I found out recently that 3 friends had died. Or strictly, two friends and an aquaintance. It was rather a shock, made worse by some guilt in not seeing them recently.
At some point it will be the last time you ever talk to someone. It might be due to death but it might also be due to the end of a friendship. I rather regret not making more of an effort to stay in touch with these now-deceased friends during and after the recent events. This regret was Coupled with acknowledging that other friends were monopolising my time and attention with constant sleeve-tugging. One only has so much time in the day after all...
How does one decide when that a friendship has ouytstayed its welcome? When the friendship has run its course or worse when the friendship is actually disadvantageous.
This is sometimes tied to a horrifying realisation that it was never a real friendship, or how a friendship should be.
Here's some questions to ask yourself regarding a friendship:
I had a friend who was constantly having 'drama' in her life. I'd known her for many years having once worked together and had always taken her as a reasonable, reliable logical, consistent type. However, recently she seemed more volatile; quick to take offence, always having spats with neighbours or work colleagues. Often calling to rant about the latest atrocity to befall her which seemed Ok at the time as we'd initially bonded over gossiping about work. On the other hand when *I* had an issue and wanted to talk it through or just confide I got the trite 'it will be fine' -usually delivered via a meme gif which was especially galling. Her problems were big, real problems; mine were insignificant. If I mentioned a family problem she'd posit it was a result of some childhood trauma and I needed therapy...she was one of those who liked spouting about various 'syndromes' she'd read about in magazines or worse, online.

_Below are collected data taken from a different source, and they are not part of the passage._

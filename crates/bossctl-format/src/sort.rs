//! Multi-key ordering: `Field,-Other.Field,+Third`.

use crate::error::{Error, Result};
use crate::field::resolve;
use bossctl_types::{FieldPath, Value};
use std::cmp::Ordering;

#[derive(Debug, Clone, Copy, PartialEq, Eq)]
pub enum Direction {
    Ascending,
    Descending,
}

#[derive(Debug, Clone, PartialEq, Eq)]
pub struct SortKey {
    pub path: FieldPath,
    pub direction: Direction,
}

impl SortKey {
    fn parse(src: &str) -> Result<Self> {
        let key = src.trim();
        let (direction, body) = match key.chars().next() {
            None => return Err(Error::SortSpec("empty key".to_string())),
            Some('-') => (Direction::Descending, &key[1..]),
            Some('+') => (Direction::Ascending, &key[1..]),
            Some(c) if c.is_ascii_alphanumeric() || c == '_' || c == '.' => {
                (Direction::Ascending, key)
            }
            Some(c) => {
                return Err(Error::SortSpec(format!(
                    "unknown direction marker '{}' in '{}'",
                    c, key
                )));
            }
        };

        if body.trim().is_empty() {
            return Err(Error::SortSpec(format!("key '{}' names no field", key)));
        }

        let path = FieldPath::parse(body).map_err(|e| Error::SortSpec(e.to_string()))?;
        Ok(Self { path, direction })
    }

    fn compare(&self, a: &Value, b: &Value) -> Ordering {
        let ord = compare_resolved(resolve(a, &self.path), resolve(b, &self.path));
        match self.direction {
            Direction::Ascending => ord,
            Direction::Descending => ord.reverse(),
        }
    }
}

/// Missing sorts first; numbers compare numerically, everything else by string.
///
/// A number is ranked below any non-numeric string so the comparison stays a
/// total order when a column mixes both.
fn compare_resolved(a: Option<&Value>, b: Option<&Value>) -> Ordering {
    match (a, b) {
        (None, None) => Ordering::Equal,
        (None, Some(_)) => Ordering::Less,
        (Some(_), None) => Ordering::Greater,
        (Some(a), Some(b)) => {
            let (a, b) = (a.to_string(), b.to_string());
            match (parse_number(&a), parse_number(&b)) {
                (Some(x), Some(y)) => x.total_cmp(&y),
                (Some(_), None) => Ordering::Less,
                (None, Some(_)) => Ordering::Greater,
                (None, None) => a.cmp(&b),
            }
        }
    }
}

fn parse_number(s: &str) -> Option<f64> {
    s.trim().parse::<f64>().ok().filter(|f| f.is_finite())
}

/// A compiled order-by specification. The empty spec leaves order untouched.
#[derive(Debug, Clone, Default, PartialEq, Eq)]
pub struct SortSpec {
    keys: Vec<SortKey>,
}

impl SortSpec {
    pub fn parse(src: &str) -> Result<Self> {
        if src.trim().is_empty() {
            return Ok(Self::default());
        }

        let keys = src
            .split(',')
            .map(SortKey::parse)
            .collect::<Result<Vec<_>>>()?;

        Ok(Self { keys })
    }

    pub fn keys(&self) -> &[SortKey] {
        &self.keys
    }

    pub fn is_empty(&self) -> bool {
        self.keys.is_empty()
    }

    pub fn compare(&self, a: &Value, b: &Value) -> Ordering {
        self.keys
            .iter()
            .map(|key| key.compare(a, b))
            .find(|ord| ord.is_ne())
            .unwrap_or(Ordering::Equal)
    }

    /// Single stable pass over all keys; ties keep their original order.
    pub fn sort(&self, rows: &mut [Value]) {
        if self.is_empty() || rows.len() < 2 {
            return;
        }
        rows.sort_by(|a, b| self.compare(a, b));
    }
}
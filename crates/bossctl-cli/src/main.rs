use bossctl::{Cli, run};
use clap::Parser;

fn main() {
    // Reset SIGPIPE to default behavior to prevent panic on broken pipe
    // (e.g., when piping to `head` or `less` that exits early)
    #[cfg(unix)]
    reset_sigpipe();

    let cli = Cli::parse();

    if let Err(e) = run(cli) {
        eprintln!("Error: {}", e);
        std::process::exit(1);
    }
}

#[cfg(unix)]
fn reset_sigpipe() {
    unsafe {
        libc::signal(libc::SIGPIPE, libc::SIG_DFL);
    }
}
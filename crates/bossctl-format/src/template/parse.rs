//! Lexer and parser for the format-string template language.
//!
//! Supported: literal text, `{{ pipeline }}` actions, `{{- ` / ` -}}` trim
//! markers, `if`/`else`/`end` and `range`/`else`/`end`. A pipeline is one or
//! more commands separated by `|`; the result of each command is appended as
//! the last argument of the next one.

use super::funcs::FuncTable;
use crate::error::{Error, Result};
use bossctl_types::{FieldPath, Value};

#[derive(Debug, Clone, PartialEq)]
pub(crate) enum Operand {
    /// `.`, the current scope.
    Dot,
    Field(FieldPath),
    Literal(Value),
}

#[derive(Debug, Clone, PartialEq)]
pub(crate) struct Command {
    /// `None` for a bare operand such as `{{.Id}}`.
    pub func: Option<String>,
    pub args: Vec<Operand>,
}

#[derive(Debug, Clone, PartialEq)]
pub(crate) struct Pipeline {
    pub commands: Vec<Command>,
}

impl Pipeline {
    /// Field paths referenced by this pipeline, in source order.
    pub fn fields(&self) -> impl Iterator<Item = &FieldPath> {
        self.commands
            .iter()
            .flat_map(|cmd| cmd.args.iter())
            .filter_map(|op| match op {
                Operand::Field(path) => Some(path),
                _ => None,
            })
    }
}

#[derive(Debug, Clone, PartialEq)]
pub(crate) enum Node {
    Text(String),
    Action(Pipeline),
    If {
        cond: Pipeline,
        then: Vec<Node>,
        otherwise: Vec<Node>,
    },
    Range {
        over: Pipeline,
        body: Vec<Node>,
        otherwise: Vec<Node>,
    },
}

#[derive(Debug, Clone, PartialEq)]
enum Token {
    Dot,
    Field(FieldPath),
    Ident(String),
    Str(String),
    Number(Value),
    Pipe,
}

#[derive(Debug)]
enum Item {
    Text(String),
    Action { src: String, tokens: Vec<Token> },
}

#[derive(Debug, PartialEq)]
enum Terminator {
    Eof,
    Else,
    End,
}

/// Parse template source into a node tree, validating function names and
/// arities against `funcs`.
pub(crate) fn parse(src: &str, funcs: &FuncTable) -> Result<Vec<Node>> {
    let items = lex(src)?;
    let mut parser = Parser {
        items: items.into_iter(),
        funcs,
    };
    let (nodes, _) = parser.nodes(None)?;
    Ok(nodes)
}

fn compile_error(msg: impl Into<String>) -> Error {
    Error::TemplateCompile(msg.into())
}

fn lex(src: &str) -> Result<Vec<Item>> {
    let mut items = Vec::new();
    let mut rest = src;
    let mut trim_next = false;

    while let Some(start) = rest.find("{{") {
        let mut text = &rest[..start];
        if trim_next {
            text = text.trim_start();
        }

        let after = &rest[start + 2..];
        let end = action_end(after)
            .ok_or_else(|| compile_error(format!("unclosed action at '{}'", &rest[start..])))?;
        let mut inner = &after[..end];

        if let Some(stripped) = inner
            .strip_prefix('-')
            .filter(|r| r.starts_with(char::is_whitespace))
        {
            text = text.trim_end();
            inner = stripped;
        }
        trim_next = false;
        if let Some(stripped) = inner
            .strip_suffix('-')
            .filter(|r| r.ends_with(char::is_whitespace))
        {
            trim_next = true;
            inner = stripped;
        }

        if !text.is_empty() {
            items.push(Item::Text(text.to_string()));
        }
        items.push(Item::Action {
            src: inner.trim().to_string(),
            tokens: tokenize(inner)?,
        });

        rest = &after[end + 2..];
    }

    let tail = if trim_next { rest.trim_start() } else { rest };
    if !tail.is_empty() {
        items.push(Item::Text(tail.to_string()));
    }
    Ok(items)
}

/// Offset of the `}}` closing an action, skipping quoted and raw strings.
fn action_end(src: &str) -> Option<usize> {
    let bytes = src.as_bytes();
    let mut i = 0;
    while i < bytes.len() {
        match bytes[i] {
            b'"' => {
                i += 1;
                while i < bytes.len() && bytes[i] != b'"' {
                    if bytes[i] == b'\\' {
                        i += 1;
                    }
                    i += 1;
                }
                i += 1;
            }
            b'`' => {
                i += 1;
                while i < bytes.len() && bytes[i] != b'`' {
                    i += 1;
                }
                i += 1;
            }
            b'}' if bytes.get(i + 1) == Some(&b'}') => return Some(i),
            _ => i += 1,
        }
    }
    None
}

fn tokenize(src: &str) -> Result<Vec<Token>> {
    let chars: Vec<char> = src.chars().collect();
    let mut tokens = Vec::new();
    let mut i = 0;

    let is_word = |c: char| c.is_ascii_alphanumeric() || c == '_';

    while i < chars.len() {
        let c = chars[i];
        match c {
            c if c.is_whitespace() => i += 1,
            '|' => {
                tokens.push(Token::Pipe);
                i += 1;
            }
            '.' => {
                let start = i;
                i += 1;
                while i < chars.len() && (is_word(chars[i]) || chars[i] == '.') {
                    i += 1;
                }
                let text: String = chars[start..i].iter().collect();
                if text == "." {
                    tokens.push(Token::Dot);
                } else {
                    let path = FieldPath::parse(&text)
                        .map_err(|e| compile_error(e.to_string()))?;
                    tokens.push(Token::Field(path));
                }
            }
            '"' => {
                i += 1;
                let mut s = String::new();
                loop {
                    match chars.get(i) {
                        None => return Err(compile_error(format!("unterminated string in '{}'", src.trim()))),
                        Some('"') => {
                            i += 1;
                            break;
                        }
                        Some('\\') => {
                            let escaped = match chars.get(i + 1) {
                                Some('n') => '\n',
                                Some('t') => '\t',
                                Some('"') => '"',
                                Some('\\') => '\\',
                                other => {
                                    return Err(compile_error(format!(
                                        "unknown escape '\\{}' in '{}'",
                                        other.map(|c| c.to_string()).unwrap_or_default(),
                                        src.trim()
                                    )));
                                }
                            };
                            s.push(escaped);
                            i += 2;
                        }
                        Some(&ch) => {
                            s.push(ch);
                            i += 1;
                        }
                    }
                }
                tokens.push(Token::Str(s));
            }
            '`' => {
                let start = i + 1;
                let close = chars[start..]
                    .iter()
                    .position(|&ch| ch == '`')
                    .ok_or_else(|| compile_error(format!("unterminated raw string in '{}'", src.trim())))?;
                tokens.push(Token::Str(chars[start..start + close].iter().collect()));
                i = start + close + 1;
            }
            c if c.is_ascii_digit()
                || (c == '-' && chars.get(i + 1).is_some_and(|n| n.is_ascii_digit())) =>
            {
                let start = i;
                i += 1;
                while i < chars.len() && (chars[i].is_ascii_digit() || chars[i] == '.') {
                    i += 1;
                }
                let text: String = chars[start..i].iter().collect();
                let number = if let Ok(n) = text.parse::<i64>() {
                    Value::Int(n)
                } else if let Ok(f) = text.parse::<f64>() {
                    Value::Float(f)
                } else {
                    return Err(compile_error(format!("bad number '{}'", text)));
                };
                tokens.push(Token::Number(number));
            }
            c if c.is_ascii_alphabetic() || c == '_' => {
                let start = i;
                while i < chars.len() && is_word(chars[i]) {
                    i += 1;
                }
                tokens.push(Token::Ident(chars[start..i].iter().collect()));
            }
            other => {
                return Err(compile_error(format!(
                    "unexpected '{}' in '{}'",
                    other,
                    src.trim()
                )));
            }
        }
    }
    Ok(tokens)
}

struct Parser<'a> {
    items: std::vec::IntoIter<Item>,
    funcs: &'a FuncTable,
}

impl Parser<'_> {
    /// Parse nodes until end of input or an `else`/`end` belonging to `block`.
    fn nodes(&mut self, block: Option<&str>) -> Result<(Vec<Node>, Terminator)> {
        let mut nodes = Vec::new();

        while let Some(item) = self.items.next() {
            let (src, tokens) = match item {
                Item::Text(text) => {
                    nodes.push(Node::Text(text));
                    continue;
                }
                Item::Action { src, tokens } => (src, tokens),
            };

            match tokens.first() {
                Some(Token::Ident(word)) if word == "if" || word == "range" => {
                    let keyword = word.clone();
                    let pipeline = self.pipeline(&tokens[1..], &src)?;
                    let (body, term) = self.nodes(Some(&keyword))?;
                    let otherwise = match term {
                        Terminator::Else => {
                            let (otherwise, term) = self.nodes(Some(&keyword))?;
                            if term != Terminator::End {
                                return Err(compile_error(format!(
                                    "missing {{{{end}}}} for {{{{{}}}}}",
                                    src
                                )));
                            }
                            otherwise
                        }
                        Terminator::End => Vec::new(),
                        Terminator::Eof => {
                            return Err(compile_error(format!(
                                "missing {{{{end}}}} for {{{{{}}}}}",
                                src
                            )));
                        }
                    };
                    nodes.push(if keyword == "if" {
                        Node::If {
                            cond: pipeline,
                            then: body,
                            otherwise,
                        }
                    } else {
                        Node::Range {
                            over: pipeline,
                            body,
                            otherwise,
                        }
                    });
                }
                Some(Token::Ident(word)) if word == "else" || word == "end" => {
                    if tokens.len() > 1 {
                        return Err(compile_error(format!("unexpected operand in {{{{{}}}}}", src)));
                    }
                    if block.is_none() {
                        return Err(compile_error(format!("unexpected {{{{{}}}}}", word)));
                    }
                    let term = if word == "else" {
                        Terminator::Else
                    } else {
                        Terminator::End
                    };
                    return Ok((nodes, term));
                }
                _ => nodes.push(Node::Action(self.pipeline(&tokens, &src)?)),
            }
        }

        Ok((nodes, Terminator::Eof))
    }

    fn pipeline(&self, tokens: &[Token], src: &str) -> Result<Pipeline> {
        let mut commands = Vec::new();

        for (index, part) in tokens.split(|t| *t == Token::Pipe).enumerate() {
            let piped = index > 0;
            commands.push(self.command(part, piped, src)?);
        }

        if commands.is_empty() {
            return Err(compile_error("empty action"));
        }
        Ok(Pipeline { commands })
    }

    fn command(&self, tokens: &[Token], piped: bool, src: &str) -> Result<Command> {
        let Some((head, rest)) = tokens.split_first() else {
            return Err(compile_error(format!("missing command in {{{{{}}}}}", src)));
        };

        match head {
            Token::Ident(name) if !is_bool(name) => {
                let func = self.funcs.get(name).ok_or_else(|| {
                    compile_error(format!("function \"{}\" not defined", name))
                })?;
                let args = rest
                    .iter()
                    .map(|t| operand(t, src))
                    .collect::<Result<Vec<_>>>()?;
                let given = args.len() + usize::from(piped);
                if given != func.arity() {
                    return Err(compile_error(format!(
                        "wrong number of args for {}: want {} got {}",
                        name,
                        func.arity(),
                        given
                    )));
                }
                Ok(Command {
                    func: Some(name.clone()),
                    args,
                })
            }
            _ => {
                if piped {
                    return Err(compile_error(format!(
                        "cannot pipe into a non-function in {{{{{}}}}}",
                        src
                    )));
                }
                if !rest.is_empty() {
                    return Err(compile_error(format!(
                        "unexpected operand in {{{{{}}}}}",
                        src
                    )));
                }
                Ok(Command {
                    func: None,
                    args: vec![operand(head, src)?],
                })
            }
        }
    }
}

fn is_bool(word: &str) -> bool {
    word == "true" || word == "false"
}

fn operand(token: &Token, src: &str) -> Result<Operand> {
    match token {
        Token::Dot => Ok(Operand::Dot),
        Token::Field(path) => Ok(Operand::Field(path.clone())),
        Token::Str(s) => Ok(Operand::Literal(Value::Str(s.clone()))),
        Token::Number(n) => Ok(Operand::Literal(n.clone())),
        Token::Ident(word) if is_bool(word) => Ok(Operand::Literal(Value::Bool(word == "true"))),
        Token::Ident(word) => Err(compile_error(format!(
            "function \"{}\" used as an argument in {{{{{}}}}}",
            word, src
        ))),
        Token::Pipe => Err(compile_error(format!("misplaced '|' in {{{{{}}}}}", src))),
    }
}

Lately she seemed extraordinarily 'sensitive' falling out over some innocuous joke I'd make she's taken deep offence to. Was I in the wrong? No, came the reply; "she sounds like a drama tornado". I then reviewed recent events and then took a longer look and rather like the detective at the end of The Usual Suspects realised it all tied together. She had always been like that but I just hadn't seen it. I'd only got one side of the story, hers, and she'd always seemed the reasonable one. Her drama tornado behaviour was just more noticeable now that I myself had been a target of her ire. I realised that if she'd overreacted so strongly with me, she's probably also with others and that her side of events had most likely always been unreliable as I recounted the list of adversaries; various co-workers, other parents at her kids school, boyfriends, her ex-husband, various medical staff who were apparently all morons who had risked her or her childrens lives...
For some reason she would info dump reams of documents in various other languages (she spoke several languages and moved between countries frequently ) that 'proved' her side in various disputes. Documents I had no hope in understanding. It just went on and on and on. Her kids were healthy and a credit to her but also constantly sick...
At some point I realised she had very few female friends; the type of friends I would expect her to share stories about her children with. She would spam me with not one or two but dozens of photos of her children whenever she went out. The ordinary stress of life had affected her badly over the years. A poor upbringing with neglectful or abusive parenting had led to years of unhealthy relationships. This was unfortunate but it was not my fault nor my responsibility to fix. She wasn't interested in any other point of view but her own. She became insufferable. I put her on notice a couple of times then deleted her from my contact lists.